Visa e le commissioni interbancarie multilaterali, Antitrust UE avvia indagine

Ancora un’inchiesta da parte dell’Antitrust europeo sulle commissioni interbancarie multilaterali applicate da Visa. Le nuove preoccupazioni della Commissione Europea riguardano le spese che gli esercenti devono pagare per accettare i pagamenti con carta di credito. Secondo la Commissione queste commissioni diminuiscono la concorrenza tra le banche e violano le regole che vietano i cartelli e le pratiche anticoncorrenziali.

Dopo l’inchiesta avviata nel 2009 relativa alle commissioni sulle transazioni di carte di credito e debito, finiscono sotto la lente di Bruxelles tutte le commissioni interbancarie multilaterali fissate direttamente da Visa nello spazio economico europeo per le transazioni effettuate con carte di credito al consumo, che sono attualmente applicate a tutte le operazioni in otto paesi Ue tra cui l’Italia (gli altri sono Belgio, Olanda, Lussemburgo, Irlanda, Ungheria, Malta e Svezia).

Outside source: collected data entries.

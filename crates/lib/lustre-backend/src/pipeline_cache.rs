use crate::vulkan::shader::{create_compute_pipeline, ComputePipeline, ComputePipelineDesc, ShaderSource};
#[allow(unused_imports)]
use log::{debug, error, info, trace, warn};
use std::{
    collections::HashMap,
    path::{Path, PathBuf},
    sync::Arc,
};

#[derive(Clone, Copy, Hash, Eq, PartialEq)]
pub struct ComputePipelineHandle(usize);

struct ComputePipelineCacheEntry {
    desc: ComputePipelineDesc,
    pipeline: Option<Arc<ComputePipeline>>,
}

/// Creates pipelines from prebuilt SPIR-V modules under a shader root
/// directory, deduplicating by source path. `refresh` re-reads every module
/// from disk; a pipeline whose module fails to load keeps serving the old
/// code.
pub struct PipelineCache {
    shader_root: PathBuf,

    compute_entries: HashMap<ComputePipelineHandle, ComputePipelineCacheEntry>,
    compute_shader_to_handle: HashMap<ShaderSource, ComputePipelineHandle>,
}

impl PipelineCache {
    pub fn new(shader_root: impl Into<PathBuf>) -> Self {
        Self {
            shader_root: shader_root.into(),

            compute_entries: Default::default(),
            compute_shader_to_handle: Default::default(),
        }
    }

    pub fn register_compute(&mut self, desc: &ComputePipelineDesc) -> ComputePipelineHandle {
        match self.compute_shader_to_handle.entry(desc.source.clone()) {
            std::collections::hash_map::Entry::Occupied(occupied) => *occupied.get(),
            std::collections::hash_map::Entry::Vacant(vacant) => {
                let handle = ComputePipelineHandle(self.compute_entries.len());

                self.compute_entries.insert(
                    handle,
                    ComputePipelineCacheEntry {
                        desc: desc.clone(),
                        pipeline: None,
                    },
                );
                vacant.insert(handle);
                handle
            }
        }
    }

    pub fn get_compute(&self, handle: ComputePipelineHandle) -> Arc<ComputePipeline> {
        self.compute_entries
            .get(&handle)
            .unwrap()
            .pipeline
            .clone()
            .unwrap()
    }

    fn load_spirv(shader_root: &Path, source: &ShaderSource) -> anyhow::Result<Vec<u8>> {
        let path = shader_root.join(&source.path);
        std::fs::read(&path)
            .map_err(|err| anyhow::anyhow!("Failed to read shader {:?}: {}", path, err))
    }

    /// Creates any pipelines registered since the last call. Errors here are
    /// fatal: a pass that was just registered has no previous pipeline to
    /// fall back to.
    pub fn prepare_frame(
        &mut self,
        device: &Arc<crate::vulkan::device::Device>,
    ) -> anyhow::Result<()> {
        for entry in self.compute_entries.values_mut() {
            if entry.pipeline.is_none() {
                let spirv = Self::load_spirv(&self.shader_root, &entry.desc.source)?;

                log::trace!("Creating compute pipeline {:?}", entry.desc.source.path);

                entry.pipeline = Some(Arc::new(create_compute_pipeline(
                    device.as_ref(),
                    &spirv,
                    &entry.desc,
                )?));
            }
        }

        Ok(())
    }

    /// Re-reads every shader module from disk and swaps in the new pipelines.
    /// The caller must ensure the GPU is idle. A module that fails to load or
    /// build leaves the previous pipeline in place.
    pub fn refresh(&mut self, device: &Arc<crate::vulkan::device::Device>) {
        for entry in self.compute_entries.values_mut() {
            let reloaded = Self::load_spirv(&self.shader_root, &entry.desc.source)
                .and_then(|spirv| create_compute_pipeline(device.as_ref(), &spirv, &entry.desc));

            match reloaded {
                Ok(pipeline) => {
                    entry.pipeline = Some(Arc::new(pipeline));
                }
                Err(err) => {
                    log::warn!(
                        "Keeping the previous pipeline for {:?}: {}",
                        entry.desc.source.path,
                        err
                    );
                }
            }
        }
    }
}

Secondo le conclusioni preliminari di Bruxelles, le commissioni interbancarie multilaterali applicate da Visa “danneggiano la concorrenza tra le banche, gonfiano il prezzo dell’accettazione di una carta di credito per gli esercenti e fanno aumentare i prezzi per i consumatori”.

Una battaglia simile la Commissione l’ha già combattuta (e vinta) contro Mastercard: lo scorso maggio la sentenza definitiva del Tribunale dell’Unione Europea che le ha vietate, accogliendo in pieno le osservazioni presentate dalla Commissione.